The full listing below should be returned without a single change.

▶ **SOURCE DATA**

↓↓↓

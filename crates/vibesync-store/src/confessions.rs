//! Whisper wall: anonymous, short-lived posts removed after enough reports.

use chrono::{DateTime, Duration, Utc};
use rusqlite::{params, OptionalExtension, TransactionBehavior};

use vibesync_shared::constants::{CONFESSION_REPORT_LIMIT, CONFESSION_TTL_HOURS};
use vibesync_shared::{ConfessionId, ConfessionStatus, UserId};

use crate::database::{parse_enum, parse_ts, parse_uuid, trunc_ms, ts, Database};
use crate::error::{not_found, Result};
use crate::models::Confession;

const CONFESSION_COLUMNS: &str =
    "id, author_id, text, status, expires_at, report_count, removed_reason, created_at";

#[derive(Debug, Clone, Copy, PartialEq, Eq)]
pub enum ReportOutcome {
    AlreadyReported,
    Reported { report_count: u32, removed: bool },
}

impl Database {
    /// Creation time of `author`'s newest still-active post made at or after
    /// `since`.
    pub fn latest_active_confession_at(
        &self,
        author: UserId,
        since: DateTime<Utc>,
    ) -> Result<Option<DateTime<Utc>>> {
        let raw: Option<String> = self
            .conn()
            .query_row(
                "SELECT created_at FROM confessions
                 WHERE author_id = ?1 AND status = 'active' AND created_at >= ?2
                 ORDER BY created_at DESC LIMIT 1",
                params![author.to_string(), ts(since)],
                |row| row.get(0),
            )
            .optional()?;
        Ok(raw.map(|s| parse_ts(0, &s)).transpose()?)
    }

    pub fn create_confession(&self, author: UserId, text: &str, now: DateTime<Utc>) -> Result<Confession> {
        let now = trunc_ms(now);
        let confession = Confession {
            id: ConfessionId::new(),
            author,
            text: text.to_string(),
            status: ConfessionStatus::Active,
            expires_at: now + Duration::hours(CONFESSION_TTL_HOURS),
            report_count: 0,
            removed_reason: None,
            created_at: now,
        };
        self.conn().execute(
            "INSERT INTO confessions (id, author_id, text, status, expires_at, report_count, created_at)
             VALUES (?1, ?2, ?3, 'active', ?4, 0, ?5)",
            params![
                confession.id.to_string(),
                author.to_string(),
                confession.text,
                ts(confession.expires_at),
                ts(now),
            ],
        )?;
        Ok(confession)
    }

    pub fn get_confession(&self, id: ConfessionId) -> Result<Confession> {
        self.conn()
            .query_row(
                &format!("SELECT {CONFESSION_COLUMNS} FROM confessions WHERE id = ?1"),
                params![id.to_string()],
                row_to_confession,
            )
            .map_err(not_found)
    }

    /// Visible posts, newest first.
    pub fn list_wall(&self, now: DateTime<Utc>, offset: usize, limit: usize) -> Result<Vec<Confession>> {
        let mut stmt = self.conn().prepare(&format!(
            "SELECT {CONFESSION_COLUMNS} FROM confessions
             WHERE status = 'active' AND expires_at > ?1 AND report_count < ?2
             ORDER BY created_at DESC
             LIMIT ?3 OFFSET ?4"
        ))?;
        let rows = stmt.query_map(
            params![ts(now), CONFESSION_REPORT_LIMIT, limit as i64, offset as i64],
            row_to_confession,
        )?;

        let mut wall = Vec::new();
        for row in rows {
            wall.push(row?);
        }
        Ok(wall)
    }

    pub fn count_wall(&self, now: DateTime<Utc>) -> Result<u64> {
        let n: i64 = self.conn().query_row(
            "SELECT COUNT(*) FROM confessions
             WHERE status = 'active' AND expires_at > ?1 AND report_count < ?2",
            params![ts(now), CONFESSION_REPORT_LIMIT],
            |row| row.get(0),
        )?;
        Ok(n as u64)
    }

    /// One report per user per post; the post is removed once it reaches the
    /// report limit.
    pub fn report_confession(
        &mut self,
        id: ConfessionId,
        reporter: UserId,
        now: DateTime<Utc>,
    ) -> Result<ReportOutcome> {
        let tx = self
            .conn_mut()
            .transaction_with_behavior(TransactionBehavior::Immediate)?;

        tx.query_row(
            "SELECT 1 FROM confessions WHERE id = ?1",
            params![id.to_string()],
            |row| row.get::<_, i64>(0),
        )
        .map_err(not_found)?;

        let inserted = tx.execute(
            "INSERT OR IGNORE INTO confession_reports (confession_id, user_id, reported_at)
             VALUES (?1, ?2, ?3)",
            params![id.to_string(), reporter.to_string(), ts(now)],
        )?;
        if inserted == 0 {
            return Ok(ReportOutcome::AlreadyReported);
        }

        tx.execute(
            "UPDATE confessions
             SET report_count = (SELECT COUNT(*) FROM confession_reports WHERE confession_id = ?1)
             WHERE id = ?1",
            params![id.to_string()],
        )?;
        let removed = tx.execute(
            "UPDATE confessions
             SET status = 'removed', removed_at = ?2, removed_reason = 'reported'
             WHERE id = ?1 AND status = 'active' AND report_count >= ?3",
            params![id.to_string(), ts(now), CONFESSION_REPORT_LIMIT],
        )? > 0;
        let report_count: u32 = tx.query_row(
            "SELECT report_count FROM confessions WHERE id = ?1",
            params![id.to_string()],
            |row| row.get(0),
        )?;
        tx.commit()?;

        if removed {
            tracing::info!(confession = %id, "whisper removed after reports");
        }
        Ok(ReportOutcome::Reported {
            report_count,
            removed,
        })
    }

    /// Sweep: expire active posts past their horizon, then remove active
    /// posts at the report limit. Returns `(expired, removed)`.
    pub fn expire_confessions(&mut self, now: DateTime<Utc>) -> Result<(usize, usize)> {
        let tx = self.conn_mut().transaction()?;
        let expired = tx.execute(
            "UPDATE confessions
             SET status = 'expired', removed_at = ?1, removed_reason = 'expired'
             WHERE status = 'active' AND expires_at <= ?1",
            params![ts(now)],
        )?;
        let removed = tx.execute(
            "UPDATE confessions
             SET status = 'removed', removed_at = ?1, removed_reason = 'reported'
             WHERE status = 'active' AND report_count >= ?2",
            params![ts(now), CONFESSION_REPORT_LIMIT],
        )?;
        tx.commit()?;
        Ok((expired, removed))
    }
}

fn row_to_confession(row: &rusqlite::Row<'_>) -> rusqlite::Result<Confession> {
    let id: String = row.get(0)?;
    let author: String = row.get(1)?;
    let status: String = row.get(3)?;
    let expires: String = row.get(4)?;
    let created: String = row.get(7)?;

    Ok(Confession {
        id: ConfessionId(parse_uuid(0, &id)?),
        author: UserId(parse_uuid(1, &author)?),
        text: row.get(2)?,
        status: parse_enum(3, &status)?,
        expires_at: parse_ts(4, &expires)?,
        report_count: row.get(5)?,
        removed_reason: row.get(6)?,
        created_at: parse_ts(7, &created)?,
    })
}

↑↑↑

▶ **RESULT BELOW**
filename crates/vibesync-store/src/confessions.rs
//! Whisper wall: anonymous, short-lived posts removed after enough reports.

use chrono::{DateTime, Duration, Utc};
use rusqlite::{params, OptionalExtension, TransactionBehavior};

use vibesync_shared::constants::{CONFESSION_REPORT_LIMIT, CONFESSION_TTL_HOURS};
use vibesync_shared::{ConfessionId, ConfessionStatus, UserId};

use crate::database::{parse_enum, parse_ts, parse_uuid, trunc_ms, ts, Database};
use crate::error::{not_found, Result};
use crate::models::Confession;

const CONFESSION_COLUMNS: &str =
    "id, author_id, text, status, expires_at, report_count, removed_reason, created_at";

#[derive(Debug, Clone, Copy, PartialEq, Eq)]
pub enum ReportOutcome {
    AlreadyReported,
    Reported { report_count: u32, removed: bool },
}

impl Database {
    /// Creation time of `author`'s newest still-active post made at or after
    /// `since`.
    pub fn latest_active_confession_at(
        &self,
        author: UserId,
        since: DateTime<Utc>,
    ) -> Result<Option<DateTime<Utc>>> {
        let raw: Option<String> = self
            .conn()
            .query_row(
                "SELECT created_at FROM confessions
                 WHERE author_id = ?1 AND status = 'active' AND created_at >= ?2
                 ORDER BY created_at DESC LIMIT 1",
                params![author.to_string(), ts(since)],
                |row| row.get(0),
            )
            .optional()?;
        Ok(raw.map(|s| parse_ts(0, &s)).transpose()?)
    }

    pub fn create_confession(&self, author: UserId, text: &str, now: DateTime<Utc>) -> Result<Confession> {
        let now = trunc_ms(now);
        let confession = Confession {
            id: ConfessionId::new(),
            author,
            text: text.to_string(),
            status: ConfessionStatus::Active,
            expires_at: now + Duration::hours(CONFESSION_TTL_HOURS),
            report_count: 0,
            removed_reason: None,
            created_at: now,
        };
        self.conn().execute(
            "INSERT INTO confessions (id, author_id, text, status, expires_at, report_count, created_at)
             VALUES (?1, ?2, ?3, 'active', ?4, 0, ?5)",
            params![
                confession.id.to_string(),
                author.to_string(),
                confession.text,
                ts(confession.expires_at),
                ts(now),
            ],
        )?;
        Ok(confession)
    }

    pub fn get_confession(&self, id: ConfessionId) -> Result<Confession> {
        self.conn()
            .query_row(
                &format!("SELECT {CONFESSION_COLUMNS} FROM confessions WHERE id = ?1"),
                params![id.to_string()],
                row_to_confession,
            )
            .map_err(not_found)
    }

    /// Visible posts, newest first.
    pub fn list_wall(&self, now: DateTime<Utc>, offset: usize, limit: usize) -> Result<Vec<Confession>> {
        let mut stmt = self.conn().prepare(&format!(
            "SELECT {CONFESSION_COLUMNS} FROM confessions
             WHERE status = 'active' AND expires_at > ?1 AND report_count < ?2
             ORDER BY created_at DESC
             LIMIT ?3 OFFSET ?4"
        ))?;
        let rows = stmt.query_map(
            params![ts(now), CONFESSION_REPORT_LIMIT, limit as i64, offset as i64],
            row_to_confession,
        )?;

        let mut wall = Vec::new();
        for row in rows {
            wall.push(row?);
        }
        Ok(wall)
    }

    pub fn count_wall(&self, now: DateTime<Utc>) -> Result<u64> {
        let n: i64 = self.conn().query_row(
            "SELECT COUNT(*) FROM confessions
             WHERE status = 'active' AND expires_at > ?1 AND report_count < ?2",
            params![ts(now), CONFESSION_REPORT_LIMIT],
            |row| row.get(0),
        )?;
        Ok(n as u64)
    }

    /// One report per user per post; the post is removed once it reaches the
    /// report limit.
    pub fn report_confession(
        &mut self,
        id: ConfessionId,
        reporter: UserId,
        now: DateTime<Utc>,
    ) -> Result<ReportOutcome> {
        let tx = self
            .conn_mut()
            .transaction_with_behavior(TransactionBehavior::Immediate)?;

        tx.query_row(
            "SELECT 1 FROM confessions WHERE id = ?1",
            params![id.to_string()],
            |row| row.get::<_, i64>(0),
        )
        .map_err(not_found)?;

        let inserted = tx.execute(
            "INSERT OR IGNORE INTO confession_reports (confession_id, user_id, reported_at)
             VALUES (?1, ?2, ?3)",
            params![id.to_string(), reporter.to_string(), ts(now)],
        )?;
        if inserted == 0 {
            return Ok(ReportOutcome::AlreadyReported);
        }

        tx.execute(
            "UPDATE confessions
             SET report_count = (SELECT COUNT(*) FROM confession_reports WHERE confession_id = ?1)
             WHERE id = ?1",
            params![id.to_string()],
        )?;
        let removed = tx.execute(
            "UPDATE confessions
             SET status = 'removed', removed_at = ?2, removed_reason = 'reported'
             WHERE id = ?1 AND status = 'active' AND report_count >= ?3",
            params![id.to_string(), ts(now), CONFESSION_REPORT_LIMIT],
        )? > 0;
        let report_count: u32 = tx.query_row(
            "SELECT report_count FROM confessions WHERE id = ?1",
            params![id.to_string()],
            |row| row.get(0),
        )?;
        tx.commit()?;

        if removed {
            tracing::info!(confession = %id, "whisper removed after reports");
        }
        Ok(ReportOutcome::Reported {
            report_count,
            removed,
        })
    }

    /// Sweep: expire active posts past their horizon, then remove active
    /// posts at the report limit. Returns `(expired, removed)`.
    pub fn expire_confessions(&mut self, now: DateTime<Utc>) -> Result<(usize, usize)> {
        let tx = self.conn_mut().transaction()?;
        let expired = tx.execute(
            "UPDATE confessions
             SET status = 'expired', removed_at = ?1, removed_reason = 'expired'
             WHERE status = 'active' AND expires_at <= ?1",
            params![ts(now)],
        )?;
        let removed = tx.execute(
            "UPDATE confessions
             SET status = 'removed', removed_at = ?1, removed_reason = 'reported'
             WHERE status = 'active' AND report_count >= ?2",
            params![ts(now), CONFESSION_REPORT_LIMIT],
        )?;
        tx.commit()?;
        Ok((expired, removed))
    }
}

fn row_to_confession(row: &rusqlite::Row<'_>) -> rusqlite::Result<Confession> {
    let id: String = row.get(0)?;
    let author: String = row.get(1)?;
    let status: String = row.get(3)?;
    let expires: String = row.get(4)?;
    let created: String = row.get(7)?;

    Ok(Confession {
        id: ConfessionId(parse_uuid(0, &id)?),
        author: UserId(parse_uuid(1, &author)?),
        text: row.get(2)?,
        status: parse_enum(3, &status)?,
        expires_at: parse_ts(4, &expires)?,
        report_count: row.get(5)?,
        removed_reason: row.get(6)?,
        created_at: parse_ts(7, &created)?,
    })
}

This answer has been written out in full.